The second task I had in mind, making hardboiled eggs, may not be do-able today, as the cloud cover seems to be increasing. The oven temp has reached 275 F but I really like it to be around 350 if I’m going to do a half-dozen eggs, especially if I’m starting with cold water.
I do have some warm/hottish water stored in the big old-school Stanley thermos ($5, thrift shop), because I boiled extra when making coffee this morning. So, it wouldn’t be as much of a temperature leap as starting with eggs in a pot of cold water.
Still, experience has shown that on a day like today, it’s better to use a stovetop or fire-based cooking method.
On the stovetop, I hardboil 6 eggs by bringing them to a boil for a minute or two, then turning off the stove, covering the top of the pot with potholders to trap heat in the pot, and let the eggs finish cooking in the hot water. This technique significantly saves fuel by reducing the amount of time needed for cooking eggs, soups, stews, and other boiled foods.
I call this technique my “modified” haybox method.
Haybox cooking, otherwise known as “retained-heat cooking,” is an energy-saving technique I learned via Aprovecho and the Kerr-Cole Sustainability Center. (Aprovecho’s series of booklets on “Capturing Heat” is excellent. As is Kerr-Cole’s booklet “The Sustainable Kitchen.”)

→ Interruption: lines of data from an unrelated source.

//! Test doubles shared by the unit tests of this crate.

use std::collections::HashMap;
use std::sync::atomic::{AtomicBool, Ordering};
use std::sync::Mutex;

use async_trait::async_trait;
use tokio::sync::mpsc;

use crate::error::ReplicaError;
use crate::namespace::Namespace;
use crate::record::{encode_record, SPECIFIER_LEN};
use crate::storage::{ControlReceiver, Database};
use crate::types::{Block, BlockId, ConsensusChange, ConsensusChangeId, DataId, Transaction};

#[derive(Debug, Clone, PartialEq, Eq)]
pub enum Op {
    Store(Namespace, DataId, Vec<u8>),
    Delete(Namespace, DataId),
}

/// Database that records every data call.
#[derive(Default)]
pub struct RecordingDatabase {
    pub ops: Mutex<Vec<Op>>,
    pub managers: Mutex<HashMap<Namespace, Vec<u8>>>,
    control: Mutex<Option<mpsc::UnboundedSender<String>>>,
    fail_data: AtomicBool,
    fail_ping: AtomicBool,
    pub closed: AtomicBool,
}

impl RecordingDatabase {
    pub fn new() -> Self {
        Self::default()
    }

    pub fn ops(&self) -> Vec<Op> {
        self.ops.lock().unwrap().clone()
    }

    pub fn set_fail_data(&self, fail: bool) {
        self.fail_data.store(fail, Ordering::SeqCst);
    }

    pub fn set_fail_ping(&self, fail: bool) {
        self.fail_ping.store(fail, Ordering::SeqCst);
    }

    pub fn publish(&self, payload: &str) -> bool {
        match self.control.lock().unwrap().as_ref() {
            Some(tx) => tx.send(payload.to_string()).is_ok(),
            None => false,
        }
    }

    fn check_data(&self) -> Result<(), ReplicaError> {
        if self.fail_data.load(Ordering::SeqCst) {
            return Err(ReplicaError::Storage("injected failure".into()));
        }
        Ok(())
    }
}

#[async_trait]
impl Database for RecordingDatabase {
    async fn ping(&self) -> Result<(), ReplicaError> {
        if self.fail_ping.load(Ordering::SeqCst) {
            return Err(ReplicaError::Storage("connection refused".into()));
        }
        Ok(())
    }

    async fn store_data(&self, namespace: Namespace, id: DataId, data: &[u8]) -> Result<(), ReplicaError> {
        self.check_data()?;
        self.ops.lock().unwrap().push(Op::Store(namespace, id, data.to_vec()));
        Ok(())
    }

    async fn delete_data(&self, namespace: Namespace, id: DataId) -> Result<(), ReplicaError> {
        self.check_data()?;
        self.ops.lock().unwrap().push(Op::Delete(namespace, id));
        Ok(())
    }

    async fn save_manager(&self, namespace: Namespace, checkpoint: &[u8]) -> Result<(), ReplicaError> {
        self.check_data()?;
        self.managers.lock().unwrap().insert(namespace, checkpoint.to_vec());
        Ok(())
    }

    async fn load_managers(&self) -> Result<Vec<(Namespace, Vec<u8>)>, ReplicaError> {
        Ok(self
            .managers
            .lock()
            .unwrap()
            .iter()
            .map(|(ns, cp)| (*ns, cp.clone()))
            .collect())
    }

    async fn delete_manager(&self, namespace: Namespace) -> Result<(), ReplicaError> {
        self.managers.lock().unwrap().remove(&namespace);
        Ok(())
    }

    async fn subscribe_control(&self) -> Result<ControlReceiver, ReplicaError> {
        let (tx, rx) = mpsc::unbounded_channel();
        *self.control.lock().unwrap() = Some(tx);
        Ok(rx)
    }

    async fn unsubscribe_control(&self) -> Result<(), ReplicaError> {
        self.control.lock().unwrap().take();
        Ok(())
    }

    async fn close(&self) -> Result<(), ReplicaError> {
        self.closed.store(true, Ordering::SeqCst);
        Ok(())
    }
}

pub fn ns(s: &str) -> Namespace {
    Namespace::load_str(s).unwrap()
}

/// Arbitrary data blob with an all-zero specifier.
pub fn blob(namespace: &str, payload: &[u8]) -> Vec<u8> {
    encode_record(&[0u8; SPECIFIER_LEN], &ns(namespace), payload)
}

pub fn block(n: u8, timestamp: u64, blobs: Vec<Vec<u8>>) -> Block {
    Block::new(BlockId([n; 32]), timestamp, vec![Transaction::with_data(blobs)])
}

pub fn change_id(n: u8) -> ConsensusChangeId {
    ConsensusChangeId([n; 32])
}

pub fn applied(n: u8, blocks: Vec<Block>) -> ConsensusChange {
    ConsensusChange::apply(change_id(n), blocks)
}

pub fn reverted(n: u8, reverted_blocks: Vec<Block>, applied_blocks: Vec<Block>) -> ConsensusChange {
    ConsensusChange {
        id: change_id(n),
        reverted_blocks,
        applied_blocks,
    }
}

In brief: Haybox cooking involves bringing food to a boil for some minutes (duration depends on what you are cooking), then placing the whole pot in a towel-lined cooler, hay-lined box, or other insulated container. My modification simplifies things by not needing a container, just being able to keep the pot on stovetop. I have found that (presumably because heat rises) just covering the top of the pot seems to be good enough for hardboiled eggs, or rice or pasta.
Photos (see photos here):
1) oven #1 toasting melon seeds (tasty nutritious snack). Oven #1’s thermometer is broken but I can judge the approximate temp by sun conditions etc.
2) Oven #2’s thermometer, which reads accurately. This pic shows 175F. A little while later it had risen to 275. (3) And is holding steady there.